Dapper as ever in a navy suit and gold tie, Gunn met with media and fans before and after his talk, humoring fashion students with bits of advice and posing for photographs. During his appearance, however, he wasn't afraid to pull out the big Gunns (sorry) and dish some dirt on fashion giants.
A much juicier tale touched on his war of words with Vogue Magazine after he was quoted describing the following scene: Vogue editor and all-around terrifying ice queen Anna Wintour was making her way around New York fashion week a few years ago. It's important for her to see at least part of many runway shows, so a quick exit is a must. But when Gunn spotted her at the Metropolitan Pavilion, she wondered how she'd make her escape - the show took place on a fifth floor, where there was only a service elevator or stairs. In a move only a true diva could pull off, Anna had her two body guards lock arms fireman-style, sat on them cheerleader-style, and was carried down to her car (they placed her in there like that, he added).Vogue regarding this story, he refused to retract his statement ("I couldn't make this up!" he said), but did offer to print that he never meant to imply that Ms. Wintour didn't know "how to work a Monolo" and sent her a giant bouquet of white flowers.
Project Runway fans were elated to hear some inside gossip, as Gunn talked in great detail the beloved reality show. First off, he says he and the panel judges would have loved to be a part of the current All Stars season, but producers had it overlap with the taping of Season 9, making it impossible to use the same cast. He also revealed that after Heidi shunned his advice on the show ("You're not a judge, your opinion doesn't matter," Heidi Klum reportedly said to him - bitch), she turned to him during the Season 8 finale. Apparently it was Micheal Kors and Nina Garcia for Gretchen (who's name sparked a resounding "Boo!") vs. Heidi and Tim for Mondo. Majority ruled on this one, but Mondo fans can rejoice in his return for the All Stars season (9 p.m. Thursdays on Lifetime).
Of course, the true message of the night was about maintaining quality, taste and style - not just in clothing, but in the overall way we present ourselves and interact with others. Gunn mentioned fit as a major fashion problem for most - people often buy too large or too small for their frame. He also tried to convince the fashionally-challenged that what we wear really does matter: "It's not superficial, it's true!" he said, asking the audience how we can tell who the wait staff is at a restaurant - uniforms.
And speaking of the service industry, Tim offered a bit of advice that I have considered many times. Whenever there is someone with whom you might have a significant personal or professional relationship, go out to eat with them and pay attention to how they treat the staff. How they act toward someone in service can be very revealing as to what kind of person they are. On behalf of servers everywhere, we love you, Tim.
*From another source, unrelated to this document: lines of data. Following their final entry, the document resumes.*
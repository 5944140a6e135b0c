//! Per-resource version history with thread-safe access.
//!
//! This module keeps, for every resource key, a bounded ordered collection of
//! content snapshots and answers the two questions negotiation needs: "is
//! this id still known?" and "what script turns it into the latest version?".
//!
//! # Thread Safety
//!
//! The key map sits behind a `parking_lot::Mutex` that is held only long
//! enough to look up or insert a handle. Each history has its own
//! `parking_lot::RwLock`, so requests for unrelated keys never wait on each
//! other. [`HistoryStore::negotiate`] adds the new version and resolves the
//! client's validators under a single lock acquisition, which keeps
//! `has_version` and `script_from` consistent under concurrent writes.
//!
//! # Resource Lifecycle
//!
//! Histories are created lazily on first access and live until
//! [`HistoryStore::purge`], [`HistoryStore::clear`] or until the store is
//! dropped. Each history is bounded by `max_versions` and, optionally,
//! `max_age_secs`; the oldest versions go first and the latest is never
//! evicted.
//!
//! # Examples
//!
//! ```
//! use delta_cache::server::HistoryStore;
//! use delta_cache::diff::apply;
//!
//! let store = HistoryStore::new();
//! let handle = store.register_key("/dashboard");
//!
//! let v1 = store.add_version(&handle, "body 1");
//! let _v2 = store.add_version(&handle, "body 2");
//!
//! let script = store.script_from(&handle, &v1).unwrap();
//! assert_eq!(apply("body 1", &script).unwrap(), "body 2");
//! ```

use super::config::{DeltaConfig, IdScheme};
use crate::core::diff;
use crate::core::error::{DeltaError, Result};
use crate::core::types::{EditScript, Negotiation, Outcome, Version, VersionId};
use parking_lot::{Mutex, RwLock, RwLockWriteGuard};
use std::collections::{HashMap, VecDeque};
use std::sync::Arc;
use std::time::Instant;

/// Shared handle to one resource's history.
pub type HistoryHandle = Arc<RwLock<ResourceHistory>>;

/// The ordered versions of a single resource.
///
/// # Invariants
///
/// - Ids are unique within the history.
/// - A retained id always maps to the content it was first issued for.
/// - The last element is the latest version.
/// - `versions.len() <= max_versions`.
#[derive(Debug)]
pub struct ResourceHistory {
    key: String,
    versions: VecDeque<Version>,
    next_seq: u64,
    config: Arc<DeltaConfig>,
}

impl ResourceHistory {
    #[must_use]
    pub fn new(key: impl Into<String>, config: Arc<DeltaConfig>) -> Self {
        Self {
            key: key.into(),
            versions: VecDeque::new(),
            next_seq: 0,
            config,
        }
    }

    #[inline]
    #[must_use]
    pub fn key(&self) -> &str {
        &self.key
    }

    #[inline]
    #[must_use]
    pub fn len(&self) -> usize {
        self.versions.len()
    }

    #[inline]
    #[must_use]
    pub fn is_empty(&self) -> bool {
        self.versions.is_empty()
    }

    /// Retained ids, oldest first.
    pub fn ids(&self) -> impl Iterator<Item = &VersionId> {
        self.versions.iter().map(|v| &v.id)
    }

    /// Record `content` as the latest version and return its id.
    ///
    /// Content equal to the current latest version is not appended again;
    /// its existing id is returned. Under [`IdScheme::ContentHash`], content
    /// equal to an older retained version moves that version to the latest
    /// position and keeps its id.
    pub fn add_version(&mut self, content: &str) -> VersionId {
        if let Some(latest) = self.versions.back() {
            if &*latest.content == content {
                return latest.id.clone();
            }
        }

        let id = match self.config.id_scheme {
            IdScheme::ContentHash => VersionId::for_content(content),
            IdScheme::Sequence => {
                self.next_seq += 1;
                VersionId::sequence(self.next_seq)
            }
        };

        let version = match self.position(&id).and_then(|pos| self.versions.remove(pos)) {
            Some(mut existing) => {
                existing.created_at = Instant::now();
                existing
            }
            None => Version::new(id.clone(), content),
        };
        self.versions.push_back(version);

        let evicted = self.evict();
        if evicted > 0 {
            tracing::debug!(
                key = %self.key,
                evicted,
                retained = self.versions.len(),
                "evicted old versions"
            );
        }
        id
    }

    /// Drop versions beyond `max_versions` or older than `max_age`,
    /// oldest first, never the latest. Returns how many were dropped.
    fn evict(&mut self) -> usize {
        let before = self.versions.len();
        let max_versions = self.config.max_versions.max(1);
        while self.versions.len() > max_versions {
            self.versions.pop_front();
        }
        if let Some(max_age) = self.config.max_age() {
            while self.versions.len() > 1
                && self
                    .versions
                    .front()
                    .is_some_and(|v| v.created_at.elapsed() > max_age)
            {
                self.versions.pop_front();
            }
        }
        before - self.versions.len()
    }

    fn position(&self, id: &VersionId) -> Option<usize> {
        self.versions.iter().position(|v| &v.id == id)
    }

    #[must_use]
    pub fn has_version(&self, id: &VersionId) -> bool {
        self.position(id).is_some()
    }

    #[must_use]
    pub fn get(&self, id: &VersionId) -> Option<&Version> {
        self.versions.iter().find(|v| &v.id == id)
    }

    /// The most recently added version.
    ///
    /// # Errors
    ///
    /// Returns [`DeltaError::EmptyHistory`] if nothing was ever added.
    pub fn latest(&self) -> Result<&Version> {
        self.versions
            .back()
            .ok_or_else(|| DeltaError::EmptyHistory(self.key.clone()))
    }

    /// Edit script from version `id` to the latest version.
    ///
    /// # Errors
    ///
    /// Returns [`DeltaError::UnknownVersion`] if `id` is not retained and
    /// [`DeltaError::EmptyHistory`] if the history is empty.
    pub fn script_from(&self, id: &VersionId) -> Result<EditScript> {
        let base = self.get(id).ok_or_else(|| DeltaError::UnknownVersion {
            key: self.key.clone(),
            id: id.to_string(),
        })?;
        let latest = self.latest()?;
        if base.id == latest.id {
            return Ok(EditScript::identity(base.content.chars().count()));
        }
        Ok(diff::diff_with(
            &base.content,
            &latest.content,
            self.config.granularity,
        ))
    }

    /// First validator, in the client's order, that names a retained version.
    #[must_use]
    pub fn first_match<'a>(&self, validators: &'a [VersionId]) -> Option<&'a VersionId> {
        validators.iter().find(|id| self.has_version(id))
    }

    /// Decide the response shape for a client holding `validators`.
    ///
    /// `304` depends only on the script being empty; delta capability
    /// matters only when the content changed.
    pub fn resolve(&self, validators: &[VersionId], accepts_delta: bool) -> Result<Outcome> {
        let Some(matched) = self.first_match(validators) else {
            return Ok(Outcome::Full);
        };
        let script = self.script_from(matched)?;
        if script.is_empty() {
            Ok(Outcome::NotModified)
        } else if accepts_delta {
            Ok(Outcome::Delta {
                base: matched.clone(),
                script,
            })
        } else {
            Ok(Outcome::Full)
        }
    }
}

/// Thread-safe registry of resource histories.
///
/// Cloning creates a new handle to the same histories. A `DeltaLayer`
/// owns one store; pass a clone to [`DeltaLayer::with_store`] to share it.
///
/// [`DeltaLayer::with_store`]: crate::server::DeltaLayer::with_store
#[derive(Clone, Debug)]
pub struct HistoryStore {
    config: Arc<DeltaConfig>,
    histories: Arc<Mutex<HashMap<String, HistoryHandle>>>,
}

impl HistoryStore {
    /// Create an empty store with the default configuration.
    #[must_use]
    pub fn new() -> Self {
        Self::from_valid_config(DeltaConfig::default())
    }

    /// Create an empty store with a custom configuration.
    ///
    /// # Errors
    ///
    /// Returns [`DeltaError::Config`] if the configuration is invalid.
    pub fn with_config(config: DeltaConfig) -> Result<Self> {
        config.validate()?;
        Ok(Self::from_valid_config(config))
    }

    fn from_valid_config(config: DeltaConfig) -> Self {
        Self {
            config: Arc::new(config),
            histories: Arc::new(Mutex::new(HashMap::new())),
        }
    }

    #[inline]
    #[must_use]
    pub fn config(&self) -> &DeltaConfig {
        &self.config
    }

    // ========== Key Lifecycle ==========

    /// Get the history for `key`, creating an empty one if needed.
    #[must_use]
    pub fn register_key(&self, key: &str) -> HistoryHandle {
        let mut histories = self.histories.lock();
        histories
            .entry(key.to_string())
            .or_insert_with(|| {
                tracing::debug!(key, "created resource history");
                Arc::new(RwLock::new(ResourceHistory::new(key, self.config.clone())))
            })
            .clone()
    }

    /// Get the history for `key` without creating it.
    #[must_use]
    pub fn get(&self, key: &str) -> Option<HistoryHandle> {
        self.histories.lock().get(key).cloned()
    }

    /// Drop the history for `key`. Returns whether it existed.
    pub fn purge(&self, key: &str) -> bool {
        self.histories.lock().remove(key).is_some()
    }

    /// Drop every history.
    pub fn clear(&self) {
        self.histories.lock().clear();
    }

    /// Keys with a history, in arbitrary order.
    #[must_use]
    pub fn keys(&self) -> Vec<String> {
        self.histories.lock().keys().cloned().collect()
    }

    #[must_use]
    pub fn len(&self) -> usize {
        self.histories.lock().len()
    }

    #[must_use]
    pub fn is_empty(&self) -> bool {
        self.histories.lock().is_empty()
    }

    // ========== Version Operations ==========

    /// Record `content` as the latest version of the handle's resource.
    pub fn add_version(&self, handle: &HistoryHandle, content: &str) -> VersionId {
        handle.write().add_version(content)
    }

    #[must_use]
    pub fn has_version(&self, handle: &HistoryHandle, id: &VersionId) -> bool {
        handle.read().has_version(id)
    }

    /// Snapshot of the latest version.
    pub fn latest(&self, handle: &HistoryHandle) -> Result<Version> {
        handle.read().latest().cloned()
    }

    /// Edit script from `id` to the latest version.
    pub fn script_from(&self, handle: &HistoryHandle, id: &VersionId) -> Result<EditScript> {
        handle.read().script_from(id)
    }

    /// Record `content` and decide the response for a client holding
    /// `validators`, atomically with respect to other requests on the same
    /// resource.
    ///
    /// The write lock taken to add the version is downgraded, without
    /// releasing it, to a read lock for the lookup and diff.
    pub fn negotiate(
        &self,
        handle: &HistoryHandle,
        content: &str,
        validators: &[VersionId],
        accepts_delta: bool,
    ) -> Result<Negotiation> {
        let mut history = handle.write();
        let id = history.add_version(content);
        let history = RwLockWriteGuard::downgrade(history);

        let outcome = history.resolve(validators, accepts_delta)?;

        if let Outcome::Delta { base, script } = &outcome {
            let stats = script.stats();
            tracing::debug!(
                key = history.key(),
                id = %id,
                base = %base,
                status = outcome.status(),
                inserted = stats.chars_inserted,
                deleted = stats.chars_deleted,
                unchanged = stats.chars_unchanged,
                versions = history.len(),
                "negotiated response"
            );
        } else {
            tracing::debug!(
                key = history.key(),
                id = %id,
                status = outcome.status(),
                outcome = outcome.label(),
                versions = history.len(),
                "negotiated response"
            );
        }

        Ok(Negotiation { id, outcome })
    }
}

impl Default for HistoryStore {
    fn default() -> Self {
        Self::new()
    }
}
Gunn also discussed the problem with larger sizes in fashion. He expressed his disgust with the lack of clothing options in plus sizes (which, sadly, can be considered size 8 and above), but moreso with the attitude of designers who don't want to make clothing above a certain size. It was great to finally hear someone in the fashion industry discuss the problems in sizing - If a designer chooses to go above a size 10, the clothing is sized up the same as every other size, meaning the design is exactly the same, just bigger. Gunn argues that designers should instead re-size the garment so proportions are correct and all the garment's lines match up correctly on the body. Any curvy girls out there can certainly testify to this need.
Finally, during a Q&A session with the audience, Tim spoke out about PETA and the use of fur in fashion. He fought to get a representative from PETA into his class at Parsons School for Design and was surprised by how wrong common perceptions of the group are. "I would never tell anyone to not wear fur," he explained,"but if you choose to wear fur, it's your responsibility to know where it comes from."
I'll share his parting advice, a great mantra for the new year: "Keep making it work!" Swoon.